Irenaeus of Lyon. This one matters. Irenaeus was a student of Polycarp, who was a student of the Apostle John. That’s one generation removed from an apostle. One. Writing around 180 AD, he said this:
“We do also hear many brethren in the Church, who possess prophetic gifts, and who through the Spirit speak all kinds of languages, and bring to light for the general benefit the hidden things of men, and declare the mysteries of God.”
Read that again. “Speak all kinds of languages.” Present tense. In his churches. One generation from John.
Tertullian in North Africa, around 200 AD, challenged a heretic named Marcion to produce the charismatic gifts active in orthodox churches, including “interpretation of diverse kinds of tongues.” He wasn’t arguing for something theoretical. He was pointing to what was happening in his own congregation.
Novatian in Rome, around 250 AD, listed the Spirit’s gifts as ongoing realities: “This is he who appoints prophets in the church, instructs teachers, directs tongues, brings into being powers and conditions of health, carries on extraordinary works…”

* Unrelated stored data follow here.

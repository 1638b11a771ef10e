//! Scheduler entry point for the maintenance jobs.

use axum::{
    Json,
    extract::{Path, State},
    http::{HeaderMap, header},
};
use secrecy::ExposeSecret;

use crate::error::{AppError, Result};
use crate::services::constant_time_compare;
use crate::services::jobs::{self, Job, JobContext, JobReport};
use crate::state::AppState;

/// Whether the `Authorization` header carries the cron bearer secret.
fn is_authorized(headers: &HeaderMap, secret: &str) -> bool {
    headers
        .get(header::AUTHORIZATION)
        .and_then(|v| v.to_str().ok())
        .and_then(|v| v.strip_prefix("Bearer "))
        .is_some_and(|token| constant_time_compare(token, secret))
}

/// Run one job and return its report.
///
/// # Errors
///
/// Returns 401 without the cron secret, 404 for an unknown job, or the
/// database error that stopped the run.
#[tracing::instrument(skip(state, headers))]
pub async fn run(
    State(state): State<AppState>,
    Path(name): Path<String>,
    headers: HeaderMap,
) -> Result<Json<JobReport>> {
    if !is_authorized(&headers, state.config().cron_secret.expose_secret()) {
        tracing::warn!("Cron call without valid secret");
        return Err(AppError::Unauthorized("cron secret".to_string()));
    }

    let job: Job = name.parse()?;
    let report = jobs::run(
        job,
        JobContext {
            pool: state.pool(),
            stripe: state.stripe(),
            email: state.email(),
            config: state.config().jobs,
        },
    )
    .await?;
    Ok(Json(report))
}

#[cfg(test)]
mod tests {
    use axum::http::HeaderValue;

    use super::*;

    fn headers(value: &str) -> HeaderMap {
        let mut headers = HeaderMap::new();
        if let Ok(value) = HeaderValue::from_str(value) {
            headers.insert(header::AUTHORIZATION, value);
        }
        headers
    }

    #[test]
    fn test_bearer_secret_required() {
        let secret = "k3J9xQ2mV8pL5nR7";
        assert!(is_authorized(&headers("Bearer k3J9xQ2mV8pL5nR7"), secret));
        assert!(!is_authorized(&headers("Bearer wrong"), secret));
        assert!(!is_authorized(&headers("k3J9xQ2mV8pL5nR7"), secret));
        assert!(!is_authorized(&HeaderMap::new(), secret));
    }
}
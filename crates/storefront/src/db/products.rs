//! Catalog queries: listing, product pages and live SKU state.

use sqlx::{PgConnection, PgPool, Postgres, QueryBuilder};

use synclune_core::{ProductId, SkuId};

use super::{RepositoryError, contains_pattern};
use crate::models::product::{
    Product, ProductFilters, ProductSku, ProductSort, ProductSummary, SkuMedia, SkuSnapshot,
};

/// Repository for catalog reads.
pub struct ProductRepository<'a> {
    pool: &'a PgPool,
}

impl<'a> ProductRepository<'a> {
    #[must_use]
    pub const fn new(pool: &'a PgPool) -> Self {
        Self { pool }
    }

    /// Public products with at least one active SKU, filtered and paginated.
    ///
    /// Each row carries the total match count (`COUNT(*) OVER ()`).
    ///
    /// # Errors
    ///
    /// Returns `RepositoryError::Database` if the query fails.
    pub async fn list_public(
        &self,
        filters: &ProductFilters,
    ) -> Result<Vec<ProductSummary>, RepositoryError> {
        let mut qb: QueryBuilder<'_, Postgres> = QueryBuilder::new(
            r"
            WITH sku_stats AS (
                SELECT product_id,
                       MIN(price_cents) AS from_price_cents,
                       BOOL_OR(inventory > 0) AS in_stock
                FROM synclune.product_sku
                WHERE is_active
                GROUP BY product_id
            )
            SELECT p.id, p.slug, p.title, p.product_type, p.created_at,
                   st.from_price_cents, st.in_stock,
                   (SELECT m.url
                    FROM synclune.sku_media m
                    JOIN synclune.product_sku ds ON ds.id = m.sku_id
                    WHERE ds.product_id = p.id AND ds.is_active
                    ORDER BY ds.is_default DESC, ds.id, m.is_primary DESC, m.position
                    LIMIT 1) AS image_url,
                   COUNT(*) OVER () AS total_count
            FROM synclune.product p
            JOIN sku_stats st ON st.product_id = p.id
            WHERE p.status = 'public'
            ",
        );

        if let Some(product_type) = &filters.product_type {
            qb.push(" AND p.product_type = ").push_bind(product_type.clone());
        }

        // Variant filters must be satisfied by a single SKU
        if filters.color.is_some()
            || filters.material.is_some()
            || filters.min_price.is_some()
            || filters.max_price.is_some()
        {
            qb.push(
                " AND EXISTS (SELECT 1 FROM synclune.product_sku s \
                 WHERE s.product_id = p.id AND s.is_active",
            );
            if let Some(color) = &filters.color {
                qb.push(" AND LOWER(s.color) = LOWER(")
                    .push_bind(color.clone())
                    .push(")");
            }
            if let Some(material) = &filters.material {
                qb.push(" AND LOWER(s.material) = LOWER(")
                    .push_bind(material.clone())
                    .push(")");
            }
            if let Some(min) = filters.min_price {
                qb.push(" AND s.price_cents >= ").push_bind(min);
            }
            if let Some(max) = filters.max_price {
                qb.push(" AND s.price_cents <= ").push_bind(max);
            }
            qb.push(")");
        }

        if filters.in_stock {
            qb.push(" AND st.in_stock");
        }

        if let Some(search) = &filters.search {
            let pattern = contains_pattern(search);
            qb.push(" AND (p.title ILIKE ")
                .push_bind(pattern.clone())
                .push(" OR p.description ILIKE ")
                .push_bind(pattern)
                .push(")");
        }

        qb.push(match filters.sort {
            ProductSort::Newest => " ORDER BY p.created_at DESC, p.id DESC",
            ProductSort::PriceAsc => " ORDER BY st.from_price_cents ASC, p.id",
            ProductSort::PriceDesc => " ORDER BY st.from_price_cents DESC, p.id",
            ProductSort::Title => " ORDER BY p.title ASC, p.id",
        });

        qb.push(" LIMIT ")
            .push_bind(i64::from(filters.per_page))
            .push(" OFFSET ")
            .push_bind(filters.offset());

        let rows = qb
            .build_query_as::<ProductSummary>()
            .fetch_all(self.pool)
            .await?;

        Ok(rows)
    }

    /// A public product by slug.
    ///
    /// # Errors
    ///
    /// Returns `RepositoryError::Database` if the query fails.
    pub async fn get_public_by_slug(&self, slug: &str) -> Result<Option<Product>, RepositoryError> {
        let product = sqlx::query_as::<_, Product>(
            r"
            SELECT id, slug, title, description, product_type, status, created_at, updated_at
            FROM synclune.product
            WHERE slug = $1 AND status = 'public'
            ",
        )
        .bind(slug)
        .fetch_optional(self.pool)
        .await?;

        Ok(product)
    }

    /// Active SKUs of a product, default first.
    ///
    /// # Errors
    ///
    /// Returns `RepositoryError::Database` if the query fails.
    pub async fn active_skus(&self, product_id: ProductId) -> Result<Vec<ProductSku>, RepositoryError> {
        let skus = sqlx::query_as::<_, ProductSku>(
            r"
            SELECT id, product_id, sku, color, material, size, price_cents,
                   compare_at_price_cents, inventory, is_active, is_default
            FROM synclune.product_sku
            WHERE product_id = $1 AND is_active
            ORDER BY is_default DESC, id
            ",
        )
        .bind(product_id)
        .fetch_all(self.pool)
        .await?;

        Ok(skus)
    }

    /// Media of the given SKUs.
    ///
    /// # Errors
    ///
    /// Returns `RepositoryError::Database` if the query fails.
    pub async fn media_for_skus(&self, sku_ids: &[SkuId]) -> Result<Vec<SkuMedia>, RepositoryError> {
        let ids: Vec<i32> = sku_ids.iter().map(SkuId::as_i32).collect();
        let media = sqlx::query_as::<_, SkuMedia>(
            r"
            SELECT id, sku_id, url, alt, is_primary, position
            FROM synclune.sku_media
            WHERE sku_id = ANY($1)
            ORDER BY sku_id, is_primary DESC, position, id
            ",
        )
        .bind(&ids)
        .fetch_all(self.pool)
        .await?;

        Ok(media)
    }

    /// Live state of the given SKUs (batch read, no locks).
    ///
    /// # Errors
    ///
    /// Returns `RepositoryError::Database` if the query fails.
    pub async fn snapshots(&self, sku_ids: &[SkuId]) -> Result<Vec<SkuSnapshot>, RepositoryError> {
        let ids: Vec<i32> = sku_ids.iter().map(SkuId::as_i32).collect();
        let rows = sqlx::query_as::<_, SkuSnapshot>(
            r"
            SELECT s.id AS sku_id, s.product_id, p.title AS product_title, p.slug AS product_slug,
                   p.status AS product_status, s.sku AS sku_code, s.color, s.material, s.size,
                   s.price_cents, s.inventory, s.is_active,
                   (SELECT m.url FROM synclune.sku_media m
                    WHERE m.sku_id = s.id
                    ORDER BY m.is_primary DESC, m.position LIMIT 1) AS image_url
            FROM synclune.product_sku s
            JOIN synclune.product p ON p.id = s.product_id
            WHERE s.id = ANY($1)
            ",
        )
        .bind(&ids)
        .fetch_all(self.pool)
        .await?;

        Ok(rows)
    }

    /// Live state of one SKU.
    ///
    /// # Errors
    ///
    /// Returns `RepositoryError::Database` if the query fails.
    pub async fn snapshot(&self, sku_id: SkuId) -> Result<Option<SkuSnapshot>, RepositoryError> {
        Ok(self.snapshots(&[sku_id]).await?.into_iter().next())
    }
}

/// Lock the given SKU rows for the rest of the transaction.
///
/// Rows are locked in id order so concurrent checkouts cannot deadlock.
///
/// # Errors
///
/// Returns `RepositoryError::Database` if the query fails.
pub async fn lock_snapshots(
    conn: &mut PgConnection,
    sku_ids: &[SkuId],
) -> Result<Vec<SkuSnapshot>, RepositoryError> {
    let ids: Vec<i32> = sku_ids.iter().map(SkuId::as_i32).collect();
    let rows = sqlx::query_as::<_, SkuSnapshot>(
        r"
        SELECT s.id AS sku_id, s.product_id, p.title AS product_title, p.slug AS product_slug,
               p.status AS product_status, s.sku AS sku_code, s.color, s.material, s.size,
               s.price_cents, s.inventory, s.is_active,
               (SELECT m.url FROM synclune.sku_media m
                WHERE m.sku_id = s.id
                ORDER BY m.is_primary DESC, m.position LIMIT 1) AS image_url
        FROM synclune.product_sku s
        JOIN synclune.product p ON p.id = s.product_id
        WHERE s.id = ANY($1)
        ORDER BY s.id
        FOR UPDATE OF s
        ",
    )
    .bind(&ids)
    .fetch_all(&mut *conn)
    .await?;

    Ok(rows)
}

/// Take `quantity` units out of stock.
///
/// # Errors
///
/// Returns `RepositoryError::Conflict` if the stock is insufficient.
pub async fn decrement_inventory(
    conn: &mut PgConnection,
    sku_id: SkuId,
    quantity: i32,
) -> Result<(), RepositoryError> {
    let result = sqlx::query(
        r"
        UPDATE synclune.product_sku
        SET inventory = inventory - $2, updated_at = NOW()
        WHERE id = $1 AND inventory >= $2
        ",
    )
    .bind(sku_id)
    .bind(quantity)
    .execute(&mut *conn)
    .await?;

    if result.rows_affected() == 0 {
        return Err(RepositoryError::Conflict(format!(
            "insufficient inventory for sku {sku_id}"
        )));
    }
    Ok(())
}

/// Put `quantity` units back in stock.
///
/// # Errors
///
/// Returns `RepositoryError::Database` if the query fails.
pub async fn restore_inventory(
    conn: &mut PgConnection,
    sku_id: SkuId,
    quantity: i32,
) -> Result<(), RepositoryError> {
    sqlx::query(
        r"
        UPDATE synclune.product_sku
        SET inventory = inventory + $2, updated_at = NOW()
        WHERE id = $1
        ",
    )
    .bind(sku_id)
    .bind(quantity)
    .execute(&mut *conn)
    .await?;

    Ok(())
}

Present tense. Active. Not memories.
The 300s: Still Going
Hilary of Poitiers, one of the most respected bishops in the Western church, affirmed the “gift of tongues” and the “gift of healing” as ongoing provisions for the church around 360 AD.
The Cappadocian Fathers (Basil of Caesarea, Gregory of Nazianzus, Gregory of Nyssa) are the guys who gave us Trinitarian orthodoxy. The theology you recite in the Nicene Creed? They built it. And they testified to the ongoing operation of the Spirit’s gifts, including healing and prophetic speech.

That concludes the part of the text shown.